Bigoted speech inherently threatens free speech.
And the nonstop defenses of unfettered bigoted speech further the problem by showing marginalized folks that cishet white Americans value their ability to discriminate more than they value our powers. If they use their time and energy to defend Nazis, but have nothing to say about the epidemic of trans women of color being murdered and can’t even agree that black lives matter, how do you think that affects our ability to freely speak our mind? As Professor Charles R. Lawrence wrote:
Racism makes the words and ideas of blacks and other despised minorities less saleable, regardless of their intrinsic value, in the marketplace of ideas. It also decreases the total amount of speech that enters the market by coercively silencing members of those groups who are its targets.
Racist speech decreases the total amount of speech that reaches the market… Racist speech is inextricably linked with racist conduct. The primary purpose and effect of the speech/conduct that constitutes white supremacy is the exclusion of non-whites from full participation in the body politic. Sometimes the speech/conduct of racism is direct and obvious. When the Klan burns a cross on the lawn of a black person who joined the NAACP or exercised his right to move to a formerly all-white neighborhood, the effect of this speech does not result from the persuasive power of an idea operating freely in the market. It is a threat, a threat made in the context of a history of lynchings, beatings, and economic reprisals that made good on earlier threats, a threat that silences a potential speaker. The black student who is subjected to racial epithets is likewise threatened and silenced. Certainly she, like the victim of a cross-burning, may be uncommonly brave or foolhardy and ignore the system of violence in which this abusive speech is only a bit player. But it is more likely that we, as a community, will be denied the benefit of many of her thoughts and ideas.

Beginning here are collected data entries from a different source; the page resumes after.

impl EndpointHandler {
    pub fn new(spec: Arc<EndpointSpec>, proxy: Arc<dyn Proxy>, renders: Arc<RenderRegistry>) -> Self {
        Self {
            cache_control: cache_control(spec.cache_ttl),
            spec,
            proxy,
            renders,
        }
    }

    pub fn spec(&self) -> &EndpointSpec {
        &self.spec
    }

    /// Handle one inbound request. `params` are the matched path parameters.
    pub async fn handle(&self, request: Request<Body>, params: Vec<(String, String)>) -> Response {
        let started = Instant::now();
        let (parts, body) = request.into_parts();
        let request_id = parts
            .headers
            .get(X_REQUEST_ID)
            .and_then(|v| v.to_str().ok())
            .map(str::to_string)
            .unwrap_or_else(|| Uuid::new_v4().to_string());

        if parts.method != self.spec.method {
            tracing::debug!(
                request_id = %request_id,
                method = %parts.method,
                endpoint = %self.spec.path,
                "Method not allowed"
            );
            self.record(Outcome::MethodNotAllowed, started);
            return method_not_allowed();
        }

        let remote = parts
            .extensions
            .get::<ConnectInfo<SocketAddr>>()
            .map(|ConnectInfo(addr)| *addr);
        let mut replacer = Replacer::from_request(&parts, remote);
        let proxy_request = build_proxy_request(
            &parts,
            body,
            remote,
            &self.spec.query_string,
            &self.spec.headers_to_pass,
            &params,
            &mut replacer,
        );

        let ctx = RequestContext::new(self.spec.timeout, request_id, replacer);
        let result = ctx.within(self.proxy.call(&ctx, proxy_request)).await;
        let expired = ctx.is_expired();

        let (response, error) = match result {
            Ok(Ok(response)) => (Some(response), None),
            Ok(Err(e)) => (None, Some(e)),
            Err(_) => (None, Some(ProxyError::DeadlineExceeded)),
        };
        let (response, error) = settle(response, error, expired);

        if let Some(e) = &error {
            tracing::warn!(
                request_id = %ctx.request_id(),
                endpoint = %self.spec.path,
                error = %e,
                "Endpoint call returned an error"
            );
        }

        let (out, outcome) = self.respond(response, error, expired);
        self.record(outcome, started);
        out
    }

    fn respond(
        &self,
        response: Option<ProxyResponse>,
        error: Option<ProxyError>,
        expired: bool,
    ) -> (Response, Outcome) {
        let mut out = Response::new(Body::empty());

        let outcome = match &response {
            Some(r) if r.has_data() => {
                mark_complete(out.headers_mut(), r.is_complete);
                if r.is_complete {
                    if let Some(value) = &self.cache_control {
                        out.headers_mut().insert(header::CACHE_CONTROL, value.clone());
                    }
                    Outcome::Complete
                } else if expired || matches!(error, Some(ProxyError::DeadlineExceeded)) {
                    Outcome::TimedOut
                } else {
                    Outcome::Partial
                }
            }
            _ => {
                mark_complete(out.headers_mut(), false);
                if let Some(e) = &error {
                    let status = e.status_code().unwrap_or(StatusCode::INTERNAL_SERVER_ERROR);
                    let outcome = if expired || matches!(e, ProxyError::DeadlineExceeded) {
                        Outcome::TimedOut
                    } else {
                        Outcome::Failed(status)
                    };
                    return (status_response(status), outcome);
                }
                Outcome::Partial
            }
        };

        if let Some(r) = response.as_ref().filter(|r| r.has_data()) {
            append_headers(out.headers_mut(), &r.metadata.headers);
        }

        let render = self.renders.select(
            self.spec.output_encoding.as_deref(),
            &self.spec.backend_encodings(),
        );
        match render.render(&mut out, response) {
            Ok(()) => (out, outcome),
            Err(e) => {
                tracing::error!(endpoint = %self.spec.path, error = %e, "Render failed");
                let status = StatusCode::INTERNAL_SERVER_ERROR;
                (status_response(status), Outcome::Failed(status))
            }
        }
    }

    fn record(&self, outcome: Outcome, started: Instant) {
        metrics::record_request(
            &self.spec.path,
            self.spec.method.as_str(),
            outcome.as_str(),
            started,
        );
    }
}

/// A deadline that fired without an error still counts as one, and a late
/// response is never complete.
fn settle(
    response: Option<ProxyResponse>,
    error: Option<ProxyError>,
    expired: bool,
) -> (Option<ProxyResponse>, Option<ProxyError>) {
    if !expired {
        return (response, error);
    }
    let response = response.map(|mut r| {
        r.is_complete = false;
        r
    });
    (response, error.or(Some(ProxyError::Internal)))
}

#[cfg(test)]
mod tests {
    use super::*;
    use crate::config::{BackendConfig, EndpointConfig, GatewayConfig};
    use crate::http::response::COMPLETE_RESPONSE_HEADER;
    use crate::proxy::Metadata;
    use async_trait::async_trait;
    use axum::body::to_bytes;
    use axum::http::Method;
    use serde_json::{json, Map, Value};
    use std::collections::BTreeMap;
    use std::time::Duration;

    enum Behavior {
        Respond(Value, bool),
        Fail(ProxyError),
        Sleep(Duration),
        Passthrough,
    }

    struct FakeProxy(Behavior);

    #[async_trait]
    impl Proxy for FakeProxy {
        async fn call(
            &self,
            _ctx: &RequestContext,
            _request: crate::proxy::ProxyRequest,
        ) -> Result<ProxyResponse, ProxyError> {
            match &self.0 {
                Behavior::Respond(value, complete) => {
                    let data: Map<String, Value> = value.as_object().cloned().unwrap_or_default();
                    let mut response = if *complete {
                        ProxyResponse::complete(data)
                    } else {
                        ProxyResponse::partial(data)
                    };
                    response
                        .metadata
                        .headers
                        .insert("x-backend", HeaderValue::from_static("users"));
                    Ok(response)
                }
                Behavior::Fail(ProxyError::UpstreamStatus { backend, status }) => {
                    Err(ProxyError::UpstreamStatus {
                        backend: backend.clone(),
                        status: *status,
                    })
                }
                Behavior::Fail(_) => Err(ProxyError::Internal),
                Behavior::Sleep(duration) => {
                    tokio::time::sleep(*duration).await;
                    Ok(ProxyResponse::complete(Map::new()))
                }
                Behavior::Passthrough => Ok(ProxyResponse {
                    metadata: Metadata {
                        status_code: Some(StatusCode::ACCEPTED),
                        headers: Default::default(),
                    },
                    io: Some(Body::from("raw")),
                    is_complete: true,
                    ..ProxyResponse::default()
                }),
            }
        }
    }

    fn spec(timeout_ms: u64, cache_ttl_secs: u64, encoding: Option<&str>) -> EndpointSpec {
        let config = EndpointConfig {
            url_pattern: "/users/{user}".into(),
            method: "GET".into(),
            concurrent_calls: 1,
            timeout_ms: Some(timeout_ms),
            cache_ttl_secs: Some(cache_ttl_secs),
            headers_to_pass: Vec::new(),
            query_string: Vec::new(),
            output_encoding: None,
            sequential: false,
            backends: vec![BackendConfig {
                host: vec!["http://127.0.0.1:1".into()],
                url_pattern: "/registered/{user}".into(),
                allow: Vec::new(),
                mapping: BTreeMap::new(),
                group: None,
                method: None,
                encoding: encoding.map(str::to_string),
                is_collection: false,
            }],
        };
        EndpointSpec::compile(&config, &GatewayConfig::default()).unwrap()
    }

    fn handler(spec: EndpointSpec, behavior: Behavior) -> EndpointHandler {
        EndpointHandler::new(
            Arc::new(spec),
            Arc::new(FakeProxy(behavior)),
            Arc::new(RenderRegistry::new()),
        )
    }

    fn get(uri: &str) -> Request<Body> {
        Request::builder().uri(uri).body(Body::empty()).unwrap()
    }

    async fn body_string(response: Response) -> String {
        let bytes = to_bytes(response.into_body(), usize::MAX).await.unwrap();
        String::from_utf8(bytes.to_vec()).unwrap()
    }

    #[tokio::test]
    async fn test_complete_response_is_cached() {
        let handler = handler(
            spec(1000, 3600, None),
            Behavior::Respond(json!({"id": 42}), true),
        );
        let response = handler
            .handle(get("/users/42"), vec![("user".into(), "42".into())])
            .await;

        assert_eq!(response.status(), StatusCode::OK);
        assert_eq!(response.headers()[COMPLETE_RESPONSE_HEADER], "true");
        assert_eq!(response.headers()[header::CACHE_CONTROL], "public, max-age=3600");
        assert_eq!(response.headers()["x-backend"], "users");
        assert_eq!(body_string(response).await, r#"{"id":42}"#);
    }

    #[tokio::test]
    async fn test_partial_response_is_not_cached() {
        let handler = handler(
            spec(1000, 3600, None),
            Behavior::Respond(json!({"id": 42}), false),
        );
        let response = handler.handle(get("/users/42"), Vec::new()).await;

        assert_eq!(response.status(), StatusCode::OK);
        assert_eq!(response.headers()[COMPLETE_RESPONSE_HEADER], "false");
        assert!(response.headers().get(header::CACHE_CONTROL).is_none());
    }

    #[tokio::test]
    async fn test_no_cache_header_without_ttl() {
        let handler = handler(spec(1000, 0, None), Behavior::Respond(json!({"id": 1}), true));
        let response = handler.handle(get("/users/1"), Vec::new()).await;
        assert_eq!(response.headers()[COMPLETE_RESPONSE_HEADER], "true");
        assert!(response.headers().get(header::CACHE_CONTROL).is_none());
    }

    #[tokio::test]
    async fn test_upstream_status_is_propagated_without_body() {
        let handler = handler(
            spec(1000, 3600, None),
            Behavior::Fail(ProxyError::UpstreamStatus {
                backend: "users".into(),
                status: StatusCode::NOT_FOUND,
            }),
        );
        let response = handler.handle(get("/users/42"), Vec::new()).await;

        assert_eq!(response.status(), StatusCode::NOT_FOUND);
        assert_eq!(response.headers()[COMPLETE_RESPONSE_HEADER], "false");
        assert!(response.headers().get(header::CONTENT_TYPE).is_none());
        assert_eq!(body_string(response).await, "");
    }

    #[tokio::test]
    async fn test_other_errors_become_500() {
        let handler = handler(spec(1000, 0, None), Behavior::Fail(ProxyError::Internal));
        let response = handler.handle(get("/users/42"), Vec::new()).await;
        assert_eq!(response.status(), StatusCode::INTERNAL_SERVER_ERROR);
    }

    #[tokio::test]
    async fn test_method_mismatch() {
        let handler = handler(spec(1000, 0, None), Behavior::Respond(json!({"id": 1}), true));
        let request = Request::builder()
            .method(Method::POST)
            .uri("/users/1")
            .body(Body::empty())
            .unwrap();
        let response = handler.handle(request, Vec::new()).await;

        assert_eq!(response.status(), StatusCode::METHOD_NOT_ALLOWED);
        assert_eq!(response.headers()[COMPLETE_RESPONSE_HEADER], "false");
    }

    #[tokio::test]
    async fn test_deadline_is_an_error() {
        let handler = handler(
            spec(20, 3600, None),
            Behavior::Sleep(Duration::from_millis(200)),
        );
        let response = handler.handle(get("/users/42"), Vec::new()).await;

        assert_eq!(response.status(), StatusCode::INTERNAL_SERVER_ERROR);
        assert_eq!(response.headers()[COMPLETE_RESPONSE_HEADER], "false");
        assert!(response.headers().get(header::CACHE_CONTROL).is_none());
    }

    #[tokio::test]
    async fn test_empty_data_renders_empty_object() {
        let handler = handler(spec(1000, 3600, None), Behavior::Respond(json!({}), true));
        let response = handler.handle(get("/users/42"), Vec::new()).await;

        assert_eq!(response.status(), StatusCode::OK);
        assert_eq!(response.headers()[COMPLETE_RESPONSE_HEADER], "false");
        assert!(response.headers().get(header::CACHE_CONTROL).is_none());
        assert_eq!(body_string(response).await, "{}");
    }

    #[tokio::test]
    async fn test_passthrough_uses_backend_status() {
        let handler = handler(spec(1000, 0, Some("no-op")), Behavior::Passthrough);
        let response = handler.handle(get("/users/42"), Vec::new()).await;

        assert_eq!(response.status(), StatusCode::ACCEPTED);
        assert_eq!(body_string(response).await, "raw");
    }

    #[tokio::test]
    async fn test_backend_encoding_selects_registered_renderer() {
        let renders = Arc::new(RenderRegistry::new());
        let handler = EndpointHandler::new(
            Arc::new(spec(1000, 0, Some("xml"))),
            Arc::new(FakeProxy(Behavior::Respond(json!({"id": 7}), true))),
            renders.clone(),
        );

        let response = handler.handle(get("/users/7"), Vec::new()).await;
        assert_eq!(body_string(response).await, r#"{"id":7}"#);

        renders.register(
            "xml",
            |out: &mut Response, _: Option<ProxyResponse>| -> Result<(), crate::render::RenderError> {
                *out.body_mut() = Body::from("<id>7</id>");
                Ok(())
            },
        );
        let response = handler.handle(get("/users/7"), Vec::new()).await;
        assert_eq!(body_string(response).await, "<id>7</id>");
    }

    #[test]
    fn test_settle_forces_error_on_expiry() {
        let (response, error) = settle(Some(ProxyResponse::complete(Map::new())), None, true);
        assert!(!response.unwrap().is_complete);
        assert!(matches!(error, Some(ProxyError::Internal)));

        let (_, error) = settle(None, None, false);
        assert!(error.is_none());
    }
}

Whenever we decide that racist hate speech must be tolerated because of the importance of tolerating unpopular speech we ask blacks and other subordinated groups to bear a burden for the good of society to pay the price for the societal benefit of creating more room for speech. And we assign this burden to them without seeking their advice, or consent. This amounts to white domination, pure and simple. It is taxation without representation.
Ultimately, this is why so many marginalized folks simply can no longer put our faith in cishet white people. Sure, “allies” are willing to Pride react to our posts on Facebook and retweet a few prominent activists of color on Twitter, but when it comes down to fighting the oppressive narratives used to justify bigotry, “allies” are all too happy to join in on our oppression. They may claim that they care about “free speech,” but they actively participate in the systemic silencing of marginalized folks.

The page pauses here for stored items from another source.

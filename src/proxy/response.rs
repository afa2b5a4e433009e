//! Merged call-plan result.

use std::fmt;

use axum::body::Body;
use axum::http::{HeaderMap, StatusCode};
use serde_json::{Map, Value};

/// Status override and headers a backend asked to propagate.
#[derive(Debug, Clone, Default)]
pub struct Metadata {
    pub status_code: Option<StatusCode>,
    pub headers: HeaderMap,
}

/// One logical response built from every backend of an endpoint.
#[derive(Default)]
pub struct ProxyResponse {
    pub data: Map<String, Value>,
    /// True iff every backend call succeeded before the deadline.
    pub is_complete: bool,
    pub metadata: Metadata,
    /// Raw upstream body for passthrough rendering.
    pub io: Option<Body>,
}

impl ProxyResponse {
    pub fn complete(data: Map<String, Value>) -> Self {
        Self {
            data,
            is_complete: true,
            ..Self::default()
        }
    }

    pub fn partial(data: Map<String, Value>) -> Self {
        Self {
            data,
            is_complete: false,
            ..Self::default()
        }
    }

    pub fn has_data(&self) -> bool {
        !self.data.is_empty()
    }
}

impl fmt::Debug for ProxyResponse {
    fn fmt(&self, f: &mut fmt::Formatter<'_>) -> fmt::Result {
        f.debug_struct("ProxyResponse")
            .field("data", &self.data)
            .field("is_complete", &self.is_complete)
            .field("metadata", &self.metadata)
            .field("has_io", &self.io.is_some())
            .finish()
    }
}
//! Lifecycle management subsystem.
//!
//! # Data Flow
//! ```text
//! Signals (signals.rs):
//!     SIGTERM/SIGINT → Shutdown::trigger
//!
//! Shutdown (shutdown.rs):
//!     trigger → server stops accepting → in-flight requests drain → exit
//! ```
//!
//! # Design Decisions
//! - One broadcast channel, any number of subscribers
//! - The server owns draining; lifecycle only signals

pub mod shutdown;
pub mod signals;

pub use shutdown::Shutdown;
pub use signals::{spawn_signal_handler, wait_for_signal};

Some cishet whites may have a liberal bubble. But I sure don’t. There is no space where I’m safe from misgendering. No space where I’m safe from racism. No space where I’m safe from hearing liberals defend bigots at my own expense.
When white supremacist Jeremy Joseph Christian entered the courtroom facing charges of murder, he yelled: “You got no safe place. This is America. Get out if you don’t like free speech!”
The vast majority of critics of the “liberal bubble,” “political correctness,” and “safe spaces” are not murderers. But they do defend violent rhetoric that can eventually lead to murder. Christian is right that we have no safe place in America. I hope, however, that we won’t have to “get out” for demanding more from our society.
But all I have right now is hope. Because at the moment, it seems that “free speech” is more important to cishet whites than our lives.